§ TASK: Go through the entries below from the first line and output each one exactly, up to and including the line with "pub(super) fn action<S: Session>(driver: &mut".

(Data excerpts)
=== Begin Enclosure ===
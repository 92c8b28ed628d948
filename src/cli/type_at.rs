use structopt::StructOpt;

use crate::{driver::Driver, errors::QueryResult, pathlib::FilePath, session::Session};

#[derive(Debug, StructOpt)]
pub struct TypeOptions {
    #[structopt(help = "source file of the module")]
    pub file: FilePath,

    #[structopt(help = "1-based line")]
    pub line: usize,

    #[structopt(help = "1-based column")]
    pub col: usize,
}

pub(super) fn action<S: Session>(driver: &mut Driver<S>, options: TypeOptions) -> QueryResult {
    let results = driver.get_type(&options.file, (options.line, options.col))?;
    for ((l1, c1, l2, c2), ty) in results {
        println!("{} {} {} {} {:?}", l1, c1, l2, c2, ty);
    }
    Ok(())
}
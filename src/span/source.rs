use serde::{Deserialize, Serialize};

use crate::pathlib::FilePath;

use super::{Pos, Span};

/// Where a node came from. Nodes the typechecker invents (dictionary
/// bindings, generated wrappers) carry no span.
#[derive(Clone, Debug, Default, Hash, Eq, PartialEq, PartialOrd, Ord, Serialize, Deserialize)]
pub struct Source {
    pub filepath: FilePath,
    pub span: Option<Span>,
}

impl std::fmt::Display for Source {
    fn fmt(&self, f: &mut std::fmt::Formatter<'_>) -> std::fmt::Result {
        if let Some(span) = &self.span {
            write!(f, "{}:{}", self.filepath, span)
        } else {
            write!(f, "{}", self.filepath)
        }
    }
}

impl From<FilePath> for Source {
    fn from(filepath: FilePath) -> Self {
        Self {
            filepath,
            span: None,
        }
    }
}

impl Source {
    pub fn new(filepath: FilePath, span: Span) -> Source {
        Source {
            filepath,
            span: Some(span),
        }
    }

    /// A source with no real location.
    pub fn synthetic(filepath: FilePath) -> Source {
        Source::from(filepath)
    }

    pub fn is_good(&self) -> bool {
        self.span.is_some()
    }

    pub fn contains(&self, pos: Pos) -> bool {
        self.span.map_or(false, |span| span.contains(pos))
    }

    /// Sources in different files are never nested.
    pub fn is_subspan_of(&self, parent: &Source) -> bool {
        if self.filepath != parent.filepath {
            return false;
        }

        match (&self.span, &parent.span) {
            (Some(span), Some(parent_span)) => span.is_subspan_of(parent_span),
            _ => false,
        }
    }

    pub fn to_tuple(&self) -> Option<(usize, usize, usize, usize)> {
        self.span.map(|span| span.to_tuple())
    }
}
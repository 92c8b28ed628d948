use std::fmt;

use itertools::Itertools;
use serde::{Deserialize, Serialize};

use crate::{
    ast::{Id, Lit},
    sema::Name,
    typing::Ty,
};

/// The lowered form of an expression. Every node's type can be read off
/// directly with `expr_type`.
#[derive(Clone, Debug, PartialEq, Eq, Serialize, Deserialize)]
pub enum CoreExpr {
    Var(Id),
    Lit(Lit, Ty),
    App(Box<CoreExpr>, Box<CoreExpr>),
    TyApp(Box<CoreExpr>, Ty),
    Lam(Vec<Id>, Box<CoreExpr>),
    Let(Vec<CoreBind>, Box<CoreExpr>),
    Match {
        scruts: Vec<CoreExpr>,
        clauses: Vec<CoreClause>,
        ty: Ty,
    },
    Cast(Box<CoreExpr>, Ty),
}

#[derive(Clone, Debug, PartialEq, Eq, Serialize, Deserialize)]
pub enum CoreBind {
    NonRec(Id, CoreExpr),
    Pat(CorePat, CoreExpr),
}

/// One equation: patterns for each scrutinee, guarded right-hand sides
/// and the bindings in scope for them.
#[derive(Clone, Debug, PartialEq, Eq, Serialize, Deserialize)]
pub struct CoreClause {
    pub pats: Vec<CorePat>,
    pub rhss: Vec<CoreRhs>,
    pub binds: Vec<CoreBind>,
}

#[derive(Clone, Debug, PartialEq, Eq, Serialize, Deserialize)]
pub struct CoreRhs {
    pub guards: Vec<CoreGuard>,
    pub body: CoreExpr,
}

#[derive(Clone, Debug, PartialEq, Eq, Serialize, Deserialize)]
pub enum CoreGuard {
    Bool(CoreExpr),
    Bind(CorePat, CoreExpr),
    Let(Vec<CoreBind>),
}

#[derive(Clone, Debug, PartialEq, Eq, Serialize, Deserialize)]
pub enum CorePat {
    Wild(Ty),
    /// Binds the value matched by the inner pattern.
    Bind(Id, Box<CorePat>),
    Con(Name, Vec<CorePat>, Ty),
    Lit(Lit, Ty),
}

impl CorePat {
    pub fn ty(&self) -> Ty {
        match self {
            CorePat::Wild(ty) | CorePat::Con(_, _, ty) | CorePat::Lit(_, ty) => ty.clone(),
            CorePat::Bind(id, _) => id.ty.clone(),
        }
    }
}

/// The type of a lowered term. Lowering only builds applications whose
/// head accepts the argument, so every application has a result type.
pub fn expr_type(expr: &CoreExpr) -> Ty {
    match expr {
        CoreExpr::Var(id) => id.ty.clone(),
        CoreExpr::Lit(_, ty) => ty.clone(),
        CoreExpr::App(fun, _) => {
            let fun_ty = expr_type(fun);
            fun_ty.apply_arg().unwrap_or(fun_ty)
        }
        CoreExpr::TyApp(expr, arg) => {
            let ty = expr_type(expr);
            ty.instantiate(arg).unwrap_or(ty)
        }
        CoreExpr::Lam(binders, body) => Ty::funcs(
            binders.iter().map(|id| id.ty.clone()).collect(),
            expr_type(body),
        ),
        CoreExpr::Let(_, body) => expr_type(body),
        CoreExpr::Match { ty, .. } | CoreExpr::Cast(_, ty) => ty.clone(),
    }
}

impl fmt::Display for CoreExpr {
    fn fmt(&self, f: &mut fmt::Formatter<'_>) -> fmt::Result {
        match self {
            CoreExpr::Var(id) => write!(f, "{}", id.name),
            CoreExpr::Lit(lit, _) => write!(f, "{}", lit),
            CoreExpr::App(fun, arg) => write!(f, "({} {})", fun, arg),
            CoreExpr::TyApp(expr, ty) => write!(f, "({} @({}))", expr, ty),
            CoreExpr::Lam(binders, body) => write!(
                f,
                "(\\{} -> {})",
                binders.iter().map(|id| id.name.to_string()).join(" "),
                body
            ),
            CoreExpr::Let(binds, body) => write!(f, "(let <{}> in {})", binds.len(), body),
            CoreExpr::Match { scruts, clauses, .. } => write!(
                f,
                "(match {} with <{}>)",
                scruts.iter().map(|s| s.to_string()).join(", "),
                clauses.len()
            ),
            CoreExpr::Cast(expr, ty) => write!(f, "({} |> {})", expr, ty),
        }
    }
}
=== End Enclosure ===
§ RESULT OF THE EXERCISE:
repository 92c8b28ed628d948
filename src/cli/type_at.rs
use structopt::StructOpt;

use crate::{driver::Driver, errors::QueryResult, pathlib::FilePath, session::Session};

#[derive(Debug, StructOpt)]
pub struct TypeOptions {
    #[structopt(help = "source file of the module")]
    pub file: FilePath,

    #[structopt(help = "1-based line")]
    pub line: usize,

    #[structopt(help = "1-based column")]
    pub col: usize,
}

pub(super) fn action<S: Session>(driver: &mut Driver<S>, options: TypeOptions) -> QueryResult {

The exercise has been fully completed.